──────── INFORMATION

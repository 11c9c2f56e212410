use std::time::Instant;

use serde_json::Value;
use uuid::Uuid;

/// A task running on a remote server, tracked by the scheduler for
/// `await_` and for teardown bookkeeping.
#[derive(Debug, Clone)]
pub struct RemoteTask {
    pub task_id: Uuid,
    pub name: String,
    pub args: Value,
    pub kwargs: Value,
    pub start_time: Instant,
}

impl RemoteTask {
    pub fn new(task_id: Uuid, name: impl Into<String>, args: Value, kwargs: Value) -> Self {
        Self {
            task_id,
            name: name.into(),
            args,
            kwargs,
            start_time: Instant::now(),
        }
    }

    pub fn running_for(&self) -> std::time::Duration {
        self.start_time.elapsed()
    }
}

/// Outcome of a task that finished (or was force-terminated) before the
/// scheduler's `await_` caught up with it — buffered in `Server::done` the
/// way the original scheduler buffers `__server.done` entries to resolve
/// the race between a `run`/`close` reply and an in-flight completion.
#[derive(Debug, Clone)]
pub struct TaskOutcome {
    pub task_id: Uuid,
    pub value: Option<Value>,
    pub error: Option<String>,
}

#[cfg(test)]
mod tests {
    use super::*;
    use serde_json::json;

    #[test]
    fn running_for_advances_with_time() {
        let task = RemoteTask::new(Uuid::new_v4(), "compute", json!([1, 2]), json!({}));
        std::thread::sleep(std::time::Duration::from_millis(5));
        assert!(task.running_for().as_millis() >= 5);
    }
}
//! Embedded HTTP monitoring dashboard, run in the same process as the
//! `Scheduler`. Mirrors the original scheduler's bundled `httpd`: read-only
//! `/cluster_updates` / `/cluster_status` / `/server_info` / `/node_info`
//! polling endpoints, a `/terminate_coros` admin action, `/set_poll_sec`,
//! and static file serving under a document root.
//!
//! The mirror state here is deliberately not the scheduler's `Fleet` — it
//! is rebuilt solely from the `ObserverEvent` stream the scheduler's main
//! loop already produces for clients, so a slow or stalled dashboard can
//! never block or corrupt the authoritative fleet (see `state.rs`).
//! `/terminate_coros` is the one path that still reaches into the live
//! scheduler, since cancellation has to act on real state, not a mirror.

mod routes;
mod state;

pub use routes::build_router;
pub use state::{DashboardState, NodeView, ServerView};

use std::net::SocketAddr;
use std::path::PathBuf;
use std::sync::Arc;

use anyhow::Result;
use tokio::sync::mpsc;
use tokio_util::sync::CancellationToken;
use tracing::info;

use crate::scheduler::Scheduler;
use crate::scheduler::status_processor::ObserverEvent;

/// Drives the mirror-update task and the axum server until `cancel` fires.
pub async fn serve(
    bind_addr: SocketAddr,
    scheduler: Arc<Scheduler>,
    mut observer_rx: mpsc::Receiver<ObserverEvent>,
    document_root: PathBuf,
    poll_sec: u64,
    cancel: CancellationToken,
) -> Result<()> {
    let dashboard = Arc::new(DashboardState::new(poll_sec, document_root));

    let mirror_dashboard = dashboard.clone();
    let mirror_cancel = cancel.clone();
    tokio::spawn(async move {
        loop {
            tokio::select! {
                _ = mirror_cancel.cancelled() => return,
                event = observer_rx.recv() => {
                    match event {
                        Some(event) => mirror_dashboard.apply(event).await,
                        None => return,
                    }
                }
            }
        }
    });

    let app = build_router(dashboard, scheduler);
    let listener = tokio::net::TcpListener::bind(bind_addr).await?;
    info!(%bind_addr, "http dashboard listening");

    axum::serve(listener, app)
        .with_graceful_shutdown(async move { cancel.cancelled().await })
        .await?;
    Ok(())
}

────────────────

§ **TASK GOAL**: Looking at the data above, report how many of its lines include the word "loop". The number alone is the answer.

§ **ANSWER TO THIS EXERCISE**: 2